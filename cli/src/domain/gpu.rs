//! GPU specifications accepted by Modal's `gpu=` argument.

use std::fmt;
use std::str::FromStr;

use serde::{Deserialize, Serialize};

use crate::domain::error::TemplateError;

/// Maximum number of GPUs Modal attaches to a single container.
pub const MAX_GPU_COUNT: u8 = 8;

/// GPU families Modal can schedule.
#[allow(non_camel_case_types)]
#[derive(Debug, Clone, Copy, PartialEq, Eq)]
pub enum GpuKind {
    Any,
    T4,
    L4,
    A10G,
    A100,
    A100_80GB,
    H100,
}

impl GpuKind {
    pub const ALL: [Self; 7] = [
        Self::Any,
        Self::T4,
        Self::L4,
        Self::A10G,
        Self::A100,
        Self::A100_80GB,
        Self::H100,
    ];

    /// The identifier Modal expects in `gpu="..."`.
    #[must_use]
    pub fn as_str(self) -> &'static str {
        match self {
            Self::Any => "any",
            Self::T4 => "T4",
            Self::L4 => "L4",
            Self::A10G => "A10G",
            Self::A100 => "A100",
            Self::A100_80GB => "A100-80GB",
            Self::H100 => "H100",
        }
    }
}

/// A GPU family plus how many of them to attach.
#[derive(Debug, Clone, Copy, PartialEq, Eq, Serialize, Deserialize)]
#[serde(try_from = "String", into = "String")]
pub struct GpuSpec {
    pub kind: GpuKind,
    pub count: u8,
}

impl GpuSpec {
    #[must_use]
    pub fn single(kind: GpuKind) -> Self {
        Self { kind, count: 1 }
    }
}

impl FromStr for GpuSpec {
    type Err = TemplateError;

    /// Parses `T4`, `a100-80gb`, `H100:2`. Matching is case-insensitive.
    fn from_str(s: &str) -> Result<Self, Self::Err> {
        let s = s.trim();
        let (kind_str, count_str) = match s.split_once(':') {
            Some((k, c)) => (k, Some(c)),
            None => (s, None),
        };

        let kind = GpuKind::ALL
            .into_iter()
            .find(|k| k.as_str().eq_ignore_ascii_case(kind_str))
            .ok_or_else(|| TemplateError::UnknownGpu(kind_str.to_string()))?;

        let count = match count_str {
            None => 1,
            Some(c) => c
                .parse::<u8>()
                .ok()
                .filter(|n| (1..=MAX_GPU_COUNT).contains(n))
                .ok_or_else(|| TemplateError::InvalidGpuCount(c.to_string()))?,
        };

        Ok(Self { kind, count })
    }
}

impl fmt::Display for GpuSpec {
    fn fmt(&self, f: &mut fmt::Formatter<'_>) -> fmt::Result {
        if self.count > 1 {
            write!(f, "{}:{}", self.kind.as_str(), self.count)
        } else {
            f.write_str(self.kind.as_str())
        }
    }
}

impl TryFrom<String> for GpuSpec {
    type Error = TemplateError;

    fn try_from(value: String) -> Result<Self, Self::Error> {
        value.parse()
    }
}

impl From<GpuSpec> for String {
    fn from(value: GpuSpec) -> Self {
        value.to_string()
    }
}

# # #

◆ **Instructions to follow**
So that nothing is lost, please repeat all of the entries exactly.

◆ **Exercise output**
filename cli/src/domain/gpu.rs
//! GPU specifications accepted by Modal's `gpu=` argument.

use std::fmt;
use std::str::FromStr;

use serde::{Deserialize, Serialize};

use crate::domain::error::TemplateError;

/// Maximum number of GPUs Modal attaches to a single container.
pub const MAX_GPU_COUNT: u8 = 8;

/// GPU families Modal can schedule.
#[allow(non_camel_case_types)]
#[derive(Debug, Clone, Copy, PartialEq, Eq)]
pub enum GpuKind {
    Any,
    T4,
    L4,
    A10G,
    A100,
    A100_80GB,
    H100,
}

impl GpuKind {
    pub const ALL: [Self; 7] = [
        Self::Any,
        Self::T4,
        Self::L4,
        Self::A10G,
        Self::A100,
        Self::A100_80GB,
        Self::H100,
    ];

    /// The identifier Modal expects in `gpu="..."`.
    #[must_use]
    pub fn as_str(self) -> &'static str {
        match self {
            Self::Any => "any",
            Self::T4 => "T4",
            Self::L4 => "L4",
            Self::A10G => "A10G",
            Self::A100 => "A100",
            Self::A100_80GB => "A100-80GB",
            Self::H100 => "H100",
        }
    }
}

/// A GPU family plus how many of them to attach.
#[derive(Debug, Clone, Copy, PartialEq, Eq, Serialize, Deserialize)]
#[serde(try_from = "String", into = "String")]
pub struct GpuSpec {
    pub kind: GpuKind,
    pub count: u8,
}

impl GpuSpec {
    #[must_use]
    pub fn single(kind: GpuKind) -> Self {
        Self { kind, count: 1 }
    }
}

impl FromStr for GpuSpec {
    type Err = TemplateError;

    /// Parses `T4`, `a100-80gb`, `H100:2`. Matching is case-insensitive.
    fn from_str(s: &str) -> Result<Self, Self::Err> {
        let s = s.trim();
        let (kind_str, count_str) = match s.split_once(':') {
            Some((k, c)) => (k, Some(c)),
            None => (s, None),
        };

        let kind = GpuKind::ALL
            .into_iter()
            .find(|k| k.as_str().eq_ignore_ascii_case(kind_str))
            .ok_or_else(|| TemplateError::UnknownGpu(kind_str.to_string()))?;

        let count = match count_str {
            None => 1,
            Some(c) => c
                .parse::<u8>()
                .ok()
                .filter(|n| (1..=MAX_GPU_COUNT).contains(n))
                .ok_or_else(|| TemplateError::InvalidGpuCount(c.to_string()))?,
        };

        Ok(Self { kind, count })
    }
}

impl fmt::Display for GpuSpec {
    fn fmt(&self, f: &mut fmt::Formatter<'_>) -> fmt::Result {
        if self.count > 1 {
            write!(f, "{}:{}", self.kind.as_str(), self.count)
        } else {
            f.write_str(self.kind.as_str())
        }
    }
}

impl TryFrom<String> for GpuSpec {
    type Error = TemplateError;

    fn try_from(value: String) -> Result<Self, Self::Error> {
        value.parse()
    }
}

impl From<GpuSpec> for String {
    fn from(value: GpuSpec) -> Self {
        value.to_string()
    }
}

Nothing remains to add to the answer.